Integrating The Sociology Of Standards With Community Paramedicine
AuthorRabinowitz, Aaron Samuel
MetadataShow full item record
PublisherThe University of Arizona.
AbstractAs of 2019, over 130 community paramedicine (CP) programs exist internationally. These are the goals that community paramedicine seeks to achieve: prevent hospital readmissions, reduce frequent EMS (emergency medical service) and ED (emergency department) user’s reliance on emergency services, provide alternative and more appropriate destinations for patient care, and chronic disease management by increasing patient access to primary care services. There is no way of assessing if these common goals are being met because programs today use a diversity of different strategies, techniques, and measurements when providing care.

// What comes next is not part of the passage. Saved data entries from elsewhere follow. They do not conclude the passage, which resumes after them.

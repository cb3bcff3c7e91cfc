//! Content hashes over canonical JSON.
//!
//! Objects are serialized with sorted keys and no whitespace so that two
//! semantically equal documents always produce the same digest, regardless of
//! field order in the source file.

use serde::Serialize;
use serde_json::Value;
use sha2::{Digest, Sha256};
use std::collections::BTreeMap;
use std::fmt::Write;

use crate::core::Result;

pub fn to_canonical_json(value: &Value) -> String {
    match value {
        Value::Null => "null".to_string(),
        Value::Bool(b) => b.to_string(),
        Value::Number(n) => n.to_string(),
        Value::String(s) => Value::String(s.clone()).to_string(),
        Value::Array(items) => {
            let items: Vec<String> = items.iter().map(to_canonical_json).collect();
            format!("[{}]", items.join(","))
        }
        Value::Object(map) => {
            let sorted: BTreeMap<&String, String> = map
                .iter()
                .map(|(key, value)| (key, to_canonical_json(value)))
                .collect();
            let items: Vec<String> = sorted
                .into_iter()
                .map(|(key, value)| format!("{}:{}", Value::String(key.clone()), value))
                .collect();
            format!("{{{}}}", items.join(","))
        }
    }
}

/// SHA-256 of a string, lowercase hex.
pub fn hash_str(input: &str) -> String {
    let digest = Sha256::digest(input.as_bytes());
    let mut hex = String::with_capacity(digest.len() * 2);
    for byte in digest {
        let _ = write!(hex, "{:02x}", byte);
    }
    hex
}

pub fn hash_value(value: &Value) -> String {
    hash_str(&to_canonical_json(value))
}

/// Hashes any serializable document through its canonical JSON form.
pub fn hash_serialized<T: Serialize + ?Sized>(document: &T) -> Result<String> {
    let value = serde_json::to_value(document)?;
    Ok(hash_value(&value))
}
use std::net::SocketAddr;
use std::path::PathBuf;
use std::time::Duration;

use crate::core::{PlatformError, Result};

pub const ENV_DATA_DIR: &str = "SCHEMAFLOW_DATA_DIR";
pub const ENV_ADDR: &str = "SCHEMAFLOW_ADDR";
pub const ENV_RETRY_BACKOFF_MS: &str = "SCHEMAFLOW_RETRY_BACKOFF_MS";
pub const ENV_MAX_WORKFLOW_DEPTH: &str = "SCHEMAFLOW_MAX_WORKFLOW_DEPTH";
pub const ENV_ALLOW_DESTRUCTIVE: &str = "SCHEMAFLOW_ALLOW_DESTRUCTIVE";

/// Platform configuration
#[derive(Debug, Clone)]
pub struct PlatformConfig {
    /// Directory for the model registry and history journals. `None` keeps
    /// everything in memory.
    pub data_dir: Option<PathBuf>,

    /// HTTP listen address
    pub bind_addr: SocketAddr,

    /// First delay between `Retry:N` attempts, doubled per retry
    pub retry_backoff: Duration,

    /// Upper bound for the retry delay
    pub max_retry_backoff: Duration,

    /// Sub-workflow nesting limit
    pub max_workflow_depth: usize,

    /// Whether regeneration may drop models or fields
    pub allow_destructive_migrations: bool,
}

impl Default for PlatformConfig {
    fn default() -> Self {
        Self {
            data_dir: None,
            bind_addr: SocketAddr::from(([127, 0, 0, 1], 3030)),
            retry_backoff: Duration::ZERO,
            max_retry_backoff: Duration::from_secs(5),
            max_workflow_depth: 8,
            allow_destructive_migrations: true,
        }
    }
}

impl PlatformConfig {
    pub fn new() -> Self {
        Self::default()
    }

    /// Persist declarations and history under `dir`
    pub fn data_dir(mut self, dir: impl Into<PathBuf>) -> Self {
        self.data_dir = Some(dir.into());
        self
    }

    pub fn bind_addr(mut self, addr: SocketAddr) -> Self {
        self.bind_addr = addr;
        self
    }

    pub fn retry_backoff(mut self, backoff: Duration) -> Self {
        self.retry_backoff = backoff;
        self
    }

    pub fn max_retry_backoff(mut self, max: Duration) -> Self {
        self.max_retry_backoff = max;
        self
    }

    pub fn max_workflow_depth(mut self, depth: usize) -> Self {
        self.max_workflow_depth = depth;
        self
    }

    pub fn allow_destructive_migrations(mut self, allow: bool) -> Self {
        self.allow_destructive_migrations = allow;
        self
    }

    /// Defaults overridden by `SCHEMAFLOW_*` environment variables.
    pub fn from_env() -> Result<Self> {
        Self::from_lookup(|name| std::env::var(name).ok())
    }

    /// Same as [`PlatformConfig::from_env`] with an explicit variable source.
    pub fn from_lookup<F>(lookup: F) -> Result<Self>
    where
        F: Fn(&str) -> Option<String>,
    {
        let mut config = Self::default();
        let get = |name: &str| lookup(name).map(|v| v.trim().to_string()).filter(|v| !v.is_empty());

        if let Some(dir) = get(ENV_DATA_DIR) {
            config.data_dir = Some(PathBuf::from(dir));
        }
        if let Some(addr) = get(ENV_ADDR) {
            config.bind_addr = parse_var(ENV_ADDR, &addr)?;
        }
        if let Some(ms) = get(ENV_RETRY_BACKOFF_MS) {
            config.retry_backoff = Duration::from_millis(parse_var(ENV_RETRY_BACKOFF_MS, &ms)?);
        }
        if let Some(depth) = get(ENV_MAX_WORKFLOW_DEPTH) {
            config.max_workflow_depth = parse_var(ENV_MAX_WORKFLOW_DEPTH, &depth)?;
        }
        if let Some(flag) = get(ENV_ALLOW_DESTRUCTIVE) {
            config.allow_destructive_migrations = parse_flag(ENV_ALLOW_DESTRUCTIVE, &flag)?;
        }
        Ok(config)
    }
}

fn parse_var<T>(name: &str, raw: &str) -> Result<T>
where
    T: std::str::FromStr,
    T::Err: std::fmt::Display,
{
    raw.parse::<T>()
        .map_err(|err| PlatformError::Internal(format!("invalid {} '{}': {}", name, raw, err)))
}

fn parse_flag(name: &str, raw: &str) -> Result<bool> {
    match raw.to_ascii_lowercase().as_str() {
        "1" | "true" | "yes" | "on" => Ok(true),
        "0" | "false" | "no" | "off" => Ok(false),
        _ => Err(PlatformError::Internal(format!(
            "invalid {} '{}': expected true or false",
            name, raw
        ))),
    }
}

#[cfg(test)]
mod tests {
    use super::*;
    use std::collections::HashMap;

    fn lookup(vars: &[(&str, &str)]) -> impl Fn(&str) -> Option<String> {
        let vars: HashMap<String, String> = vars
            .iter()
            .map(|(k, v)| (k.to_string(), v.to_string()))
            .collect();
        move |name| vars.get(name).cloned()
    }

    #[test]
    fn test_defaults_without_variables() {
        let config = PlatformConfig::from_lookup(lookup(&[])).unwrap();
        assert!(config.data_dir.is_none());
        assert_eq!(config.bind_addr.port(), 3030);
        assert_eq!(config.max_workflow_depth, 8);
        assert!(config.allow_destructive_migrations);
    }

    #[test]
    fn test_variables_override_defaults() {
        let config = PlatformConfig::from_lookup(lookup(&[
            (ENV_DATA_DIR, "/tmp/flow"),
            (ENV_ADDR, "0.0.0.0:8080"),
            (ENV_RETRY_BACKOFF_MS, "25"),
            (ENV_ALLOW_DESTRUCTIVE, "off"),
        ]))
        .unwrap();
        assert_eq!(config.data_dir, Some(PathBuf::from("/tmp/flow")));
        assert_eq!(config.bind_addr.port(), 8080);
        assert_eq!(config.retry_backoff, Duration::from_millis(25));
        assert!(!config.allow_destructive_migrations);
    }

    #[test]
    fn test_invalid_value_names_the_variable() {
        let err = PlatformConfig::from_lookup(lookup(&[(ENV_MAX_WORKFLOW_DEPTH, "deep")])).unwrap_err();
        assert_eq!(err.reason(), "internal_error");
        assert!(err.to_string().contains(ENV_MAX_WORKFLOW_DEPTH));
    }
}
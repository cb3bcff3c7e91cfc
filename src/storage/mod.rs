pub mod catalog;
pub mod memory;
pub mod table;

pub use catalog::Catalog;
pub use memory::InMemoryStorage;
pub use table::{Table, TableSchema};
use async_trait::async_trait;
use serde_json::Value as Json;
use std::sync::{Arc, Weak};

use super::engine::{RuleEngine, RuleKind};
use crate::core::{PlatformError, Result};
use crate::events::{Event, EventHandler};

/// Something that can start a named workflow with a given input.
#[async_trait]
pub trait WorkflowTrigger: Send + Sync {
    async fn trigger(&self, workflow: &str, input: Json) -> Result<()>;
}

/// Runs side-effect rules after committed entity mutations.
///
/// The trigger is held weakly: the orchestrator owns the data access layer
/// that publishes into the bus this handler is subscribed to.
pub struct RuleEventHandler {
    rules: Arc<RuleEngine>,
    trigger: Weak<dyn WorkflowTrigger>,
}

impl RuleEventHandler {
    pub fn new(rules: Arc<RuleEngine>, trigger: Weak<dyn WorkflowTrigger>) -> Self {
        Self { rules, trigger }
    }
}

#[async_trait]
impl EventHandler for RuleEventHandler {
    fn name(&self) -> &str {
        "side-effect-rules"
    }

    async fn handle(&self, event: &Event) -> Result<()> {
        let (Some(model), Some(action)) = (&event.model, event.kind.rule_action()) else {
            return Ok(());
        };
        let name = format!("{}.{}", model, action);
        if !self.rules.has_workflow(&name).await {
            return Ok(());
        }

        let mut failures = Vec::new();
        let results = self
            .rules
            .execute_kind(&name, RuleKind::SideEffect, &event.payload)
            .await;
        for result in results {
            if !result.success {
                if let Some(message) = result.message {
                    failures.push(message);
                }
                continue;
            }
            let Some(workflow) = result.trigger_workflow else {
                log::debug!("Rule '{}' matched with nothing to trigger", result.rule_name);
                continue;
            };
            let Some(trigger) = self.trigger.upgrade() else {
                failures.push(format!("workflow runner for '{}' is gone", workflow));
                continue;
            };
            log::info!("Rule '{}' triggers workflow '{}'", result.rule_name, workflow);
            if let Err(err) = trigger.trigger(&workflow, event.payload.clone()).await {
                log::warn!(
                    "Workflow '{}' triggered by rule '{}' failed: {}",
                    workflow,
                    result.rule_name,
                    err
                );
                failures.push(format!("{}: {}", workflow, err));
            }
        }

        if failures.is_empty() {
            Ok(())
        } else {
            Err(PlatformError::RuleFailure {
                rule: name,
                failures,
            })
        }
    }
}

#[cfg(test)]
mod tests {
    use super::*;
    use crate::events::EventKind;
    use crate::rules::{Rule, RuleWorkflow};
    use serde_json::json;
    use std::sync::Mutex;

    #[derive(Default)]
    struct Recorder {
        calls: Mutex<Vec<(String, Json)>>,
    }

    #[async_trait]
    impl WorkflowTrigger for Recorder {
        async fn trigger(&self, workflow: &str, input: Json) -> Result<()> {
            self.calls.lock().unwrap().push((workflow.to_string(), input));
            Ok(())
        }
    }

    #[tokio::test]
    async fn test_matching_side_effect_triggers_workflow() {
        let rules = Arc::new(RuleEngine::new());
        rules
            .register(
                RuleWorkflow::new("Order.Create")
                    .with_rule(Rule::side_effect("Big", "Total > 100", "Escalate"))
                    .with_rule(Rule::validation("Positive", "Total > 0")),
            )
            .await
            .unwrap();
        let recorder = Arc::new(Recorder::default());
        let trigger: Arc<dyn WorkflowTrigger> = recorder.clone();
        let handler = RuleEventHandler::new(rules, Arc::downgrade(&trigger));

        let big = Event::entity(EventKind::EntityCreated, "Order", json!(1), json!({ "Total": 500 }));
        handler.handle(&big).await.unwrap();
        let small = Event::entity(EventKind::EntityCreated, "Order", json!(2), json!({ "Total": 5 }));
        handler.handle(&small).await.unwrap();

        let calls = recorder.calls.lock().unwrap();
        assert_eq!(calls.len(), 1);
        assert_eq!(calls[0].0, "Escalate");
        assert_eq!(calls[0].1["Total"], 500);
    }
}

This reflects different electronic interfaces, different patient referral forms, different program evolution patterns, and different program strategies. For example, the use of an urban or rural community paramedicine model, or the use of one software in favor of another. The consequences of these different strategies include: failure to legitimize CP as an emerging type of healthcare, failure to optimally control program costs, failure to develop a language for communication that is understood by all community paramedics, failure to make data comparable between different programs, and failure to advance the outlined goals of CP. Drawing on the sociology of standards, this thesis proves that terminological and procedural standards can address these problems by creating a common language for communication and clinical practice guidelines for all community paramedics. Without the creation of such standards, the above consequences will not be remedied. Community paramedicine programs will have the ability to overcome the consequences I have listed through the creation and implementation of these standards.